It must be admitted that the writings of this first of the Latin Fathers tell us little enough about the rise of the African church and of all that Christianity did and suffered about the year 200 in the spiritually most alive of the provinces of the West. But instead we become the more accurately acquainted with the movements of thought amidst which Tertullian lived, and with the theological dangers which he strove to avert from the church. We see clearly how all the controversial issues which disturbed the Roman church after the middle of the second century were also carried over to Africa. But the writings of Tertullian do not leave the impression that the problems involved in the conflict of gnosticism, Marcionism, and Monarchianism with the Logos theology, problems which originated entirely in Greek thought, seriously disturbed the African church. Tertullian deals with all these questions in his own vehement fashion, but nowhere makes mention of any ecclesiastical counter-measures adopted by his countrymen. For him it is a purely theoretical conflict, which in his own fashion he brings to a victorious issue; and as its outcome he puts forth a series of simple formulations which, taken in conjunction with the baptismal confession as the regula fidei, contain the epitome of the faith. This method was evidently suited to the sentiments and to the comprehension of African churchmen, and his formulas of the one Substance and three Persons of the Trinity, and of the two Substances in Christ, did in fact anticipate the final issue of the dogmatic controversies of the fourth and fifth centuries.

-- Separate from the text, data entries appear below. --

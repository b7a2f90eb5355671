//! Grounded prompt construction.
//!
//! Formats retrieved chunks plus the user's query into either a single
//! plain-text prompt or the chat-message form consumed by the completion
//! client. Both fail fast on empty input, before anything external runs.

use serde::{Deserialize, Serialize};
use serde_json::Value;

use crate::core::errors::PipelineError;

const CONTEXT_HEADER: &str = "Context from previous messages:";
const INSTRUCTION_LINE: &str = "Using only the context above, answer the following question.";
const SYSTEM_PERSONA: &str = "You are a helpful assistant. Answer the user's question using the \
conversation context included in their message. If the context does not contain the answer, say so.";

/// A retrieved chunk with the attribution fields the prompt shows.
#[derive(Debug, Clone, Serialize, Deserialize)]
pub struct ContextChunk {
    pub content: String,
    pub sender: String,
    pub created_at: String,
}

impl ContextChunk {
    /// Pulls attribution out of index-entry metadata, tolerating missing
    /// fields with neutral placeholders.
    pub fn from_metadata(content: &str, metadata: &Value) -> Self {
        let sender = metadata
            .get("sender")
            .and_then(|v| v.as_str())
            .unwrap_or("unknown")
            .to_string();
        let created_at = metadata
            .get("created_at")
            .and_then(|v| v.as_str())
            .unwrap_or("unknown time")
            .to_string();
        Self {
            content: content.to_string(),
            sender,
            created_at,
        }
    }
}

#[derive(Debug, Clone, Serialize, Deserialize)]
pub struct ChatMessage {
    pub role: String,
    pub content: String,
}

fn validate(chunks: &[ContextChunk], query: &str) -> Result<(), PipelineError> {
    if chunks.is_empty() {
        return Err(PipelineError::MissingContext);
    }
    if query.trim().is_empty() {
        return Err(PipelineError::MissingQuery);
    }
    Ok(())
}

fn context_block(chunks: &[ContextChunk]) -> String {
    let mut block = String::from(CONTEXT_HEADER);
    block.push('\n');
    for chunk in chunks {
        block.push_str(&format!(
            "\n[{} at {}]\n{}\n",
            chunk.sender, chunk.created_at, chunk.content
        ));
    }
    block
}

/// Single-string form: header, attributed chunks, instruction line, then
/// the verbatim query.
pub fn build_plain(chunks: &[ContextChunk], query: &str) -> Result<String, PipelineError> {
    validate(chunks, query)?;

    let mut prompt = context_block(chunks);
    prompt.push('\n');
    prompt.push_str(INSTRUCTION_LINE);
    prompt.push('\n');
    prompt.push_str(query);
    Ok(prompt)
}

/// Chat form: a system persona message plus a user message carrying the
/// same context block and the query.
pub fn build_chat(chunks: &[ContextChunk], query: &str) -> Result<Vec<ChatMessage>, PipelineError> {
    validate(chunks, query)?;

    let user_content = format!("{}\n{}\n{}", context_block(chunks), INSTRUCTION_LINE, query);
    Ok(vec![
        ChatMessage {
            role: "system".to_string(),
            content: SYSTEM_PERSONA.to_string(),
        },
        ChatMessage {
            role: "user".to_string(),
            content: user_content,
        },
    ])
}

The African church was more vitally affected by the Christian persecutions, and in his apologetic writings Tertullian not only combated paganism in theoretical debate but appealed with legal arguments to the conscience of the State officials and with moral arguments to his readers among the pagan public. He can write with flaming eloquence in defence of the standards of Christian life and can describe with wonderful effect the true sense of Christian fellowship. Because in his own experience the Christian religion had brought him deliverance from moral inferiority, he knew how to present this aspect of Christianity in all its force; but, on the other hand, he was passionately sensitive when he saw this aspect of it imperilled in the Church itself.

Thus he went over to Montanism at the time when it was winning adherents in Africa and became a fanatical protagonist of the new movement. This in the meantime had lost its original character and become a movement of reaction in favour of the ideals of the Primitive Church, combining a tradition of harsh austerity with the cultivation and recognition of spiritual prophetism in opposition to the new-formed officialdom of the Church. This brought him into sharp opposition to the native church of Africa, with its hierarchical organization, and to many customs of the community, which seemed to him illegitimate concessions to the world.

But in a vigorous pamphlet he also attacked the Roman bishop Callistus, on the ground that Callistus wished to allow the restoration of repentant sinners to the Church, even in cases of transgression of the sixth commandment. It was the same far-sighted forbearance that in Rome had aroused Hippolytus to battle. Tertullian’s moral and enthusiastic radicalism answered to a widespread temper of mind in Africa and had many adherents, especially in the country districts and in the province of Numidia. A century later it gave birth to the storm of Donatism, which rent the African church for many generations afterwards.

As a figure of church history, the personality of Tertullian is eclipsed by that of Cyprian, bishop of Carthage. He was elected in 248-9, but a year later had to leave the community and remain in hiding in order to escape the persecution of Decius. During this period he governed his community by letter and from his hiding-place continued faithfully to fulfil his duty as a pastor of souls, as even those to whom his departure had at first given offence had later to bear him witness.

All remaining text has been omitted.